Album review: Arcade Fire, 'The Suburbs'
3.5 stars (out of 4)
Memory, childhood, home. These are big subjects that have obsessed novelists, movie makers, playwrights and songwriters for decades, if not centuries. Now the Arcade Fire, a band not known for thinking small, tackles them all in its third studio album, “The Suburbs” (Merge).
When the Arcade Fire burst into sudden prominence in 2004 with its rousing debut album, “Funeral,” a process accelerated by the kind of viral enthusiasm normally reserved for Paris Hilton home movies and Kanye West tweets, the excitement was tempered by one nagging doubt: Was this just another built-to-implode Internet flash?
But the Montreal septet has now proven its staying power, making three very different albums in a span of six years. Whereas “Funeral” inspired shout-from-the-rafters sing-alongs, a blast of live-for-the-moment resolve at a time of mourning, “Neon Bible” (2007) was ominous and claustrophobic, a skeptical look at an era that conflates religion, war and consumerism. If “Funeral” was about having faith in each other, “Neon Bible” was about losing faith in the institutions that try to manage our lives.
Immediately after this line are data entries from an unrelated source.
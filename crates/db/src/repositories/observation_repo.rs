//! Repository for the `benchmark_observations` table (append-only).

use framerate_core::benchmark::NewObservation;
use framerate_core::types::DbId;
use sqlx::PgPool;

use crate::models::observation::ObservationRow;

const COLUMNS: &str = "\
    id, benchmark_id, submitter_id, avg_fps, min_fps, max_fps, \
    notes, confidence_rating, hardware_match, created_at";

const INSERT_COLUMNS: &str = "\
    benchmark_id, submitter_id, avg_fps, min_fps, max_fps, \
    notes, confidence_rating, hardware_match";

pub struct ObservationRepo;

impl ObservationRepo {
    pub async fn insert(
        pool: &PgPool,
        input: &NewObservation,
    ) -> Result<ObservationRow, sqlx::Error> {
        let query = format!(
            "INSERT INTO benchmark_observations ({INSERT_COLUMNS}) \
             VALUES ($1, $2, $3, $4, $5, $6, $7, $8) \
             RETURNING {COLUMNS}"
        );
        sqlx::query_as::<_, ObservationRow>(&query)
            .bind(input.benchmark_id)
            .bind(&input.submitter_id)
            .bind(input.avg_fps)
            .bind(input.min_fps)
            .bind(input.max_fps)
            .bind(&input.notes)
            .bind(input.confidence_rating)
            .bind(input.hardware_match)
            .fetch_one(pool)
            .await
    }

    /// Observations for one benchmark, oldest first.
    pub async fn list_for_benchmark(
        pool: &PgPool,
        benchmark_id: DbId,
    ) -> Result<Vec<ObservationRow>, sqlx::Error> {
        let query = format!(
            "SELECT {COLUMNS} FROM benchmark_observations \
             WHERE benchmark_id = $1 \
             ORDER BY created_at, id"
        );
        sqlx::query_as::<_, ObservationRow>(&query)
            .bind(benchmark_id)
            .fetch_all(pool)
            .await
    }
}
The title song that opens “The Suburbs” signals another thematic and sonic shift. It’s lighter than anything Arcade Fire has done in the past, with its bouncy piano and skip-along beat, an invitation into an album that seems to expand as it progresses, not unlike the sprawling communities it describes. The song’s jauntiness melts into a mass of ghost-like voices and the tone shifts to something more evanescent. The narrator recalls the expectations and dreams he once had as a child and questions whether he has lived up to them.